Task requirements: The lines from the start of the records through the one containing "const READER_NAME_HINTS: [&str;" are to be restated word for word; please include both ends.

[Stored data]
- Opening Delimiter -
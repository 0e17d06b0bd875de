//! PC/SC backend: reader listing and smartcard connections.

use std::ffi::CString;

use pcsc::{Card, Context, Protocols, Scope, ShareMode};
use tracing::debug;

use crate::device::{DeviceHandle, ProductFamily, ProductId, UsbInterfaces};
use crate::error::{Error, Result};
use crate::mgmt::{ConfigRead, INS_READ_CONFIG};

const INS_SELECT: u8 = 0xa4;
const INS_GET_RESPONSE: u8 = 0xc0;

const SW_OK: u16 = 0x9000;

/// Application identifiers the diagnostics probes select.
pub mod aid {
    pub const MANAGEMENT: &[u8] = &[0xf0, 0x00, 0x00, 0x00, 0x00];
    pub const PIV: &[u8] = &[0xa0, 0x00, 0x00, 0x03, 0x08];
    pub const OATH: &[u8] = &[0xa0, 0x00, 0x00, 0x05, 0x27, 0x21, 0x01];
    pub const OPENPGP: &[u8] = &[0xd2, 0x76, 0x00, 0x01, 0x24, 0x01];
}

/// Reader name fragments that identify a security key.
const READER_NAME_HINTS: [&str; 2] = ["yubikey", "canokey"];

/// Access to smartcards through the system PC/SC service.
///
/// A fresh context is established per call so that a stopped or
/// restarted PC/SC daemon surfaces as a per-call failure instead of a
/// poisoned backend.
#[derive(Debug, Default)]
pub struct PcscBackend;

impl PcscBackend {
    pub fn new() -> Self {
        PcscBackend
    }

    fn context(&self) -> Result<Context> {
        Ok(Context::establish(Scope::User)?)
    }

    /// Names of all connected PC/SC readers, security key or not.
    pub fn list_readers(&self) -> Result<Vec<String>> {
        let ctx = self.context()?;
        let mut buf = vec![0u8; ctx.list_readers_len()?];
        let names = ctx
            .list_readers(&mut buf)?
            .map(|name| name.to_string_lossy().into_owned())
            .collect();
        Ok(names)
    }

    /// Connects to a reader and immediately disconnects.
    pub fn test_reader(&self, name: &str) -> Result<()> {
        let ctx = self.context()?;
        let name = reader_cstring(name)?;
        let card = ctx.connect(&name, ShareMode::Shared, Protocols::ANY)?;
        drop(card);
        Ok(())
    }

    /// Security keys among the connected readers.
    ///
    /// PC/SC exposes no USB descriptors, so the pid is recovered from
    /// the reader name where possible and left unset otherwise.
    pub fn list_devices(&self) -> Result<Vec<DeviceHandle>> {
        let mut devices = Vec::new();
        for name in self.list_readers()? {
            let lower = name.to_lowercase();
            if !READER_NAME_HINTS.iter().any(|hint| lower.contains(hint)) {
                continue;
            }
            devices.push(DeviceHandle::for_reader(
                product_id_from_reader_name(&name),
                name,
            ));
        }
        debug!(count = devices.len(), "security keys reachable over PC/SC");
        Ok(devices)
    }

    /// Opens a connection to the card behind a previously listed device.
    pub fn open(&self, device: &DeviceHandle) -> Result<ScardConnection> {
        let reader = device.reader_name().ok_or(Error::ForeignHandle)?;
        debug!(reader, "connecting over PC/SC");
        let ctx = self.context()?;
        let name = reader_cstring(reader)?;
        let card = ctx.connect(&name, ShareMode::Shared, Protocols::ANY)?;
        Ok(ScardConnection { card, _context: ctx })
    }
}

fn reader_cstring(name: &str) -> Result<CString> {
    CString::new(name).map_err(|_| Error::InvalidResponse("reader name contains NUL".into()))
}

fn family_from_reader_name(name: &str) -> Option<ProductFamily> {
    let lower = name.to_lowercase();
    if lower.contains("canokey") {
        Some(ProductFamily::CanoKey)
    } else if lower.contains("security key") {
        Some(ProductFamily::SecurityKey)
    } else if lower.contains("yubikey standard") {
        Some(ProductFamily::Standard)
    } else if lower.contains("yubikey neo") {
        Some(ProductFamily::Neo)
    } else if lower.contains("yubikey plus") {
        Some(ProductFamily::Plus)
    } else if lower.contains("yubikey") {
        Some(ProductFamily::YubiKey)
    } else {
        None
    }
}

fn interfaces_from_reader_name(name: &str) -> Option<UsbInterfaces> {
    name.split_whitespace()
        .find_map(UsbInterfaces::from_name_token)
}

/// Recovers a pid from tokens like "Yubico YubiKey OTP+FIDO+CCID 00 00".
fn product_id_from_reader_name(name: &str) -> Option<ProductId> {
    let family = family_from_reader_name(name)?;
    let interfaces = interfaces_from_reader_name(name)?;
    ProductId::from_family_and_interfaces(family, interfaces)
}

/// An open smartcard connection.
///
/// The card is disconnected when the connection goes out of scope.
pub struct ScardConnection {
    card: Card,
    _context: Context,
}

impl ScardConnection {
    /// Sends a short APDU, following 61xx response chaining, and returns
    /// the response body of a 9000 completion.
    pub fn transmit_apdu(
        &mut self,
        cla: u8,
        ins: u8,
        p1: u8,
        p2: u8,
        data: &[u8],
    ) -> Result<Vec<u8>> {
        let apdu = build_apdu(cla, ins, p1, p2, data)?;
        let mut rbuf = [0u8; pcsc::MAX_BUFFER_SIZE];
        let mut reply = self.card.transmit(&apdu, &mut rbuf)?.to_vec();

        let mut response = Vec::new();
        loop {
            let (body, sw) = split_sw(&reply)?;
            response.extend_from_slice(body);
            match sw {
                SW_OK => return Ok(response),
                sw if sw & 0xff00 == 0x6100 => {
                    let le = (sw & 0x00ff) as u8;
                    let get_response = [0x00, INS_GET_RESPONSE, 0x00, 0x00, le];
                    reply = self.card.transmit(&get_response, &mut rbuf)?.to_vec();
                }
                sw => return Err(Error::Apdu { sw }),
            }
        }
    }

    /// Selects an application by AID.
    pub fn select(&mut self, aid: &[u8]) -> Result<Vec<u8>> {
        match self.transmit_apdu(0x00, INS_SELECT, 0x04, 0x00, aid) {
            Err(Error::Apdu {
                sw: 0x6a82 | 0x6999 | 0x6d00,
            }) => Err(Error::ApplicationNotAvailable),
            other => other,
        }
    }
}

impl ConfigRead for ScardConnection {
    fn select_management(&mut self) -> Result<()> {
        self.select(aid::MANAGEMENT).map(|_| ())
    }

    fn read_config_page(&mut self, page: u8) -> Result<Vec<u8>> {
        self.transmit_apdu(0x00, INS_READ_CONFIG, page, 0x00, &[])
    }
}

fn build_apdu(cla: u8, ins: u8, p1: u8, p2: u8, data: &[u8]) -> Result<Vec<u8>> {
    if data.len() > 0xff {
        return Err(Error::InvalidResponse(format!(
            "APDU data too long: {} bytes",
            data.len()
        )));
    }
    // The length byte is always present; with no body it doubles as
    // the response-length request.
    let mut apdu = Vec::with_capacity(5 + data.len());
    apdu.extend_from_slice(&[cla, ins, p1, p2]);
    apdu.push(data.len() as u8);
    apdu.extend_from_slice(data);
    Ok(apdu)
}

fn split_sw(reply: &[u8]) -> Result<(&[u8], u16)> {
    if reply.len() < 2 {
        return Err(Error::InvalidResponse("reply shorter than status word".into()));
    }
    let (body, sw) = reply.split_at(reply.len() - 2);
    Ok((body, u16::from_be_bytes([sw[0], sw[1]])))
}

#[cfg(test)]
mod tests {
    use super::*;

    #[test]
    fn test_apdu_layout() {
        assert_eq!(build_apdu(0, 0xa4, 4, 0, &[]).unwrap(), vec![0, 0xa4, 4, 0, 0]);
        assert_eq!(
            build_apdu(0, 0xa4, 4, 0, &[0xa0, 0x00]).unwrap(),
            vec![0, 0xa4, 4, 0, 2, 0xa0, 0x00]
        );
        assert!(build_apdu(0, 0, 0, 0, &[0u8; 0x100]).is_err());
    }

    #[test]
    fn test_status_word_split() {
        let (body, sw) = split_sw(&[1, 2, 3, 0x90, 0x00]).unwrap();
        assert_eq!(body, &[1, 2, 3]);
        assert_eq!(sw, 0x9000);
        assert!(split_sw(&[0x90]).is_err());
    }

    #[test]
    fn test_pid_recovery_from_reader_names() {
        assert_eq!(
            product_id_from_reader_name("Yubico YubiKey OTP+FIDO+CCID 00 00"),
            Some(ProductId(0x0407))
        );
        assert_eq!(
            product_id_from_reader_name("Canokey Pirate FIDO+CCID 01 00"),
            Some(ProductId(0x42d4))
        );
        assert_eq!(product_id_from_reader_name("Generic EMV Reader 00"), None);
    }
}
- Closing Delimiter -
Task answer:
repository 0e17d06b0bd875de
//! PC/SC backend: reader listing and smartcard connections.

use std::ffi::CString;

use pcsc::{Card, Context, Protocols, Scope, ShareMode};
use tracing::debug;

use crate::device::{DeviceHandle, ProductFamily, ProductId, UsbInterfaces};
use crate::error::{Error, Result};
use crate::mgmt::{ConfigRead, INS_READ_CONFIG};

const INS_SELECT: u8 = 0xa4;
const INS_GET_RESPONSE: u8 = 0xc0;

const SW_OK: u16 = 0x9000;

/// Application identifiers the diagnostics probes select.
pub mod aid {
    pub const MANAGEMENT: &[u8] = &[0xf0, 0x00, 0x00, 0x00, 0x00];
    pub const PIV: &[u8] = &[0xa0, 0x00, 0x00, 0x03, 0x08];
    pub const OATH: &[u8] = &[0xa0, 0x00, 0x00, 0x05, 0x27, 0x21, 0x01];
    pub const OPENPGP: &[u8] = &[0xd2, 0x76, 0x00, 0x01, 0x24, 0x01];
}

/// Reader name fragments that identify a security key.
const READER_NAME_HINTS: [&str; 2] = ["yubikey", "canokey"];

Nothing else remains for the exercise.